4. Don't snack while your cooking or just before, because it's too easy to loose your appetite due to handfuls or pretzels or m&ms.
5. Try something new. We tend to be creatures of habit & habits are great, but try a new fish or a new recipe. New doesn't always have to be difficult and time-consuming.
6. Pay attention to what you're in the mood for (granted this doesn't mean whip up kraft mac & cheese every night) but maybe one night your feeling pasta with fresh basil, lemon and some grated parmesan with a salad and another your craving roasted chicken or maybe even breakfast for dinner. Don't be dogmatic about being healthy. Healthy should taste good.

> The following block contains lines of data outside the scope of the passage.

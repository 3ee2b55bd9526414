use super::GenerationError;

/// Hosted text-generation service abstraction (allows mocking).
///
/// One call is one request: submit a prompt, receive the produced text.
pub trait LlmClient {
    fn generate(&self, model: &str, prompt: &str) -> Result<String, GenerationError>;
}
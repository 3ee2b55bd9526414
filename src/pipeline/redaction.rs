//! PII-free view of a patient record.
//!
//! Strips the patient identifier and the name, gender and age demographics
//! from every demographics object the record carries.
//! Everything else is copied unchanged. The source record is never touched.

use serde_json::{Map, Value};
use thiserror::Error;

use crate::models::patient::{
    demographics, demographics_key, PatientRecord, AGE_KEY, DEMOGRAPHICS_KEY, GENDER_KEY,
    LEGACY_DEMOGRAPHICS_KEY, NAME_KEY, PATIENT_ID_KEY,
};

#[derive(Error, Debug, Clone, PartialEq, Eq)]
pub enum RedactionError {
    #[error("Patient record has no demographics object")]
    MissingDemographics,
}

/// Demographic fields removed by redaction.
pub const REDACTED_DEMOGRAPHIC_FIELDS: &[&str] = &[NAME_KEY, GENDER_KEY, AGE_KEY];

/// Disposable redacted copy of a [`PatientRecord`]. Never persisted.
#[derive(Debug, Clone, PartialEq)]
pub struct RedactedPatientRecord {
    document: Map<String, Value>,
}

impl RedactedPatientRecord {
    pub fn document(&self) -> &Map<String, Value> {
        &self.document
    }

    pub fn demographics(&self) -> Option<&Map<String, Value>> {
        demographics(&self.document)
    }
}

pub fn redact(record: &PatientRecord) -> Result<RedactedPatientRecord, RedactionError> {
    let document = redact_document(record.document())?;
    Ok(RedactedPatientRecord { document })
}

/// Redact a raw document. Fields that are already absent are skipped, so
/// applying this twice gives the same result as once.
pub fn redact_document(
    document: &Map<String, Value>,
) -> Result<Map<String, Value>, RedactionError> {
    let key = demographics_key(document).ok_or(RedactionError::MissingDemographics)?;

    let mut redacted = document.clone();
    redacted.remove(PATIENT_ID_KEY);

    if !redacted.get(key).is_some_and(Value::is_object) {
        return Err(RedactionError::MissingDemographics);
    }

    // Both spellings are scrubbed so a record carrying both never leaks the other.
    for key in [DEMOGRAPHICS_KEY, LEGACY_DEMOGRAPHICS_KEY] {
        if let Some(demographics) = redacted.get_mut(key).and_then(Value::as_object_mut) {
            for field in REDACTED_DEMOGRAPHIC_FIELDS {
                demographics.remove(*field);
            }
        }
    }

    Ok(redacted)
}
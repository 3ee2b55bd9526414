use std::path::Path;

use super::types::{PageExtraction, PdfExtractor};
use super::ExtractionError;

/// Join page texts in page order with nothing inserted between them.
pub fn flatten_pages(pages: &[PageExtraction]) -> String {
    let mut ordered: Vec<&PageExtraction> = pages.iter().collect();
    ordered.sort_by_key(|p| p.page_number);
    ordered.into_iter().map(|p| p.text.as_str()).collect()
}

/// Read the instruction document at `path` and flatten it to plain text.
///
/// Pages without a text layer contribute nothing. A missing or unparseable
/// file is an error; callers treat it as fatal.
pub fn load_instruction_text(
    path: &Path,
    extractor: &dyn PdfExtractor,
) -> Result<String, ExtractionError> {
    let bytes = std::fs::read(path).map_err(|e| {
        if e.kind() == std::io::ErrorKind::NotFound {
            ExtractionError::DocumentNotFound(path.to_path_buf())
        } else {
            ExtractionError::Io(e)
        }
    })?;

    let pages = extractor.extract_text(&bytes)?;
    let empty_pages = pages.iter().filter(|p| p.text.trim().is_empty()).count();
    let text = flatten_pages(&pages);

    tracing::info!(
        pages = pages.len(),
        empty_pages,
        chars = text.len(),
        "Loaded instruction document"
    );
    Ok(text)
}

#[cfg(test)]
mod tests {
    use super::*;
    use crate::pipeline::extraction::pdf::test_pdf::make_test_pdf;
    use crate::pipeline::extraction::PdfTextExtractor;

    /// Returns fixed pages regardless of input bytes.
    struct FixedPages(Vec<&'static str>);

    impl PdfExtractor for FixedPages {
        fn extract_text(&self, _pdf_bytes: &[u8]) -> Result<Vec<PageExtraction>, ExtractionError> {
            Ok(self
                .0
                .iter()
                .enumerate()
                .map(|(i, text)| PageExtraction {
                    page_number: i + 1,
                    text: text.to_string(),
                })
                .collect())
        }
    }

    fn page(page_number: usize, text: &str) -> PageExtraction {
        PageExtraction {
            page_number,
            text: text.to_string(),
        }
    }

    #[test]
    fn flatten_concatenates_without_separators() {
        let pages = vec![page(1, "Discharge "), page(2, "planning"), page(3, " guide")];
        assert_eq!(flatten_pages(&pages), "Discharge planning guide");
    }

    #[test]
    fn flatten_orders_by_page_number() {
        let pages = vec![page(2, "B"), page(1, "A"), page(3, "C")];
        assert_eq!(flatten_pages(&pages), "ABC");
    }

    #[test]
    fn empty_page_contributes_nothing() {
        let pages = vec![page(1, "first"), page(2, ""), page(3, "third")];
        assert_eq!(flatten_pages(&pages), "firstthird");
    }

    #[test]
    fn load_matches_page_concatenation() {
        let dir = tempfile::tempdir().unwrap();
        let path = dir.path().join("guide.pdf");
        std::fs::write(&path, b"%PDF-stub").unwrap();

        let extractor = FixedPages(vec!["Page one text.", "", "Page three text."]);
        let text = load_instruction_text(&path, &extractor).unwrap();
        assert_eq!(text, "Page one text.Page three text.");
    }

    #[test]
    fn load_real_pdf_equals_flattened_pages() {
        let dir = tempfile::tempdir().unwrap();
        let path = dir.path().join("guide.pdf");
        let bytes = make_test_pdf(&["Summary", "Medications", "FollowUp"]);
        std::fs::write(&path, &bytes).unwrap();

        let extractor = PdfTextExtractor;
        let pages = extractor.extract_text(&bytes).unwrap();
        let text = load_instruction_text(&path, &extractor).unwrap();

        let expected: String = pages.iter().map(|p| p.text.as_str()).collect();
        assert_eq!(text, expected);
        assert!(text.contains("Medications"));
    }

    #[test]
    fn missing_document_is_not_found() {
        let dir = tempfile::tempdir().unwrap();
        let result = load_instruction_text(&dir.path().join("absent.pdf"), &PdfTextExtractor);
        assert!(matches!(result, Err(ExtractionError::DocumentNotFound(_))));
    }

    #[test]
    fn unreadable_document_is_parse_error() {
        let dir = tempfile::tempdir().unwrap();
        let path = dir.path().join("guide.pdf");
        std::fs::write(&path, b"plain text, not a pdf").unwrap();

        let result = load_instruction_text(&path, &PdfTextExtractor);
        assert!(matches!(result, Err(ExtractionError::PdfParsing(_))));
    }
}
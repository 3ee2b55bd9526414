use super::types::{PageExtraction, PdfExtractor};
use super::ExtractionError;

/// PDF text extractor using the pdf-extract crate.
/// Reads the embedded text layer only; scanned pages yield empty text.
pub struct PdfTextExtractor;

impl PdfExtractor for PdfTextExtractor {
    fn extract_text(&self, pdf_bytes: &[u8]) -> Result<Vec<PageExtraction>, ExtractionError> {
        let page_texts = pdf_extract::extract_text_from_mem_by_pages(pdf_bytes)
            .map_err(|e| ExtractionError::PdfParsing(e.to_string()))?;

        let pages = page_texts
            .into_iter()
            .enumerate()
            .map(|(i, text)| PageExtraction {
                page_number: i + 1,
                text,
            })
            .collect();

        Ok(pages)
    }
}


#[cfg(test)]
mod tests {
    use super::test_pdf::make_test_pdf;
    use super::*;

    #[test]
    fn extract_text_from_digital_pdf() {
        let extractor = PdfTextExtractor;
        let pdf_bytes = make_test_pdf(&["Transitions of Care"]);
        let pages = extractor.extract_text(&pdf_bytes).unwrap();

        assert_eq!(pages.len(), 1);
        assert_eq!(pages[0].page_number, 1);
        assert!(
            pages[0].text.contains("Transitions") || pages[0].text.contains("Care"),
            "unexpected page text: {:?}",
            pages[0].text
        );
    }

    #[test]
    fn pages_come_back_in_order() {
        let extractor = PdfTextExtractor;
        let pdf_bytes = make_test_pdf(&["Alpha", "Bravo", "Charlie"]);
        let pages = extractor.extract_text(&pdf_bytes).unwrap();

        let numbers: Vec<_> = pages.iter().map(|p| p.page_number).collect();
        assert_eq!(numbers, vec![1, 2, 3]);
        assert!(pages[0].text.contains("Alpha"));
        assert!(pages[2].text.contains("Charlie"));
    }

    #[test]
    fn one_entry_per_page() {
        let extractor = PdfTextExtractor;
        let pdf_bytes = make_test_pdf(&["one", "two"]);
        let pages = extractor.extract_text(&pdf_bytes).unwrap();
        assert_eq!(pages.len(), 2);
    }

    #[test]
    fn invalid_pdf_returns_error() {
        let extractor = PdfTextExtractor;
        let result = extractor.extract_text(b"not a pdf");
        assert!(matches!(result, Err(ExtractionError::PdfParsing(_))));
    }
}
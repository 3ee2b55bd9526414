pub mod records;
pub mod extraction;
pub mod redaction;
pub mod prompt;
pub mod generation;
pub mod audit;
pub mod summarizer; // readiness → redact → prompt → LLM → audit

7. Get creative with leftovers. Leftovers are sometimes my favorite, because you just open the fridge and voila, there's dinner.
Toss last night's roasted veggies in some greens (like baby romaine or arugula) with balsamic vinegar & extra virgin olive oil. My favorite Italian restaurant in NYC serves this as there house salad (soooooo gooood.)
Use leftover chicken meat in fajitas or leftover fish in tacos.
Make dinner more like a meal of tapas with several small portions of leftovers: cut up leftover frittata, chicken, some cheese and crackers, cold brown rice made into a salad. leftover grilled broccoli & garlic with lemon juice, then maybe some olives and pickles.
Though I'm not married to this "cooking for one" concept, I'll send more meal ideas as they come...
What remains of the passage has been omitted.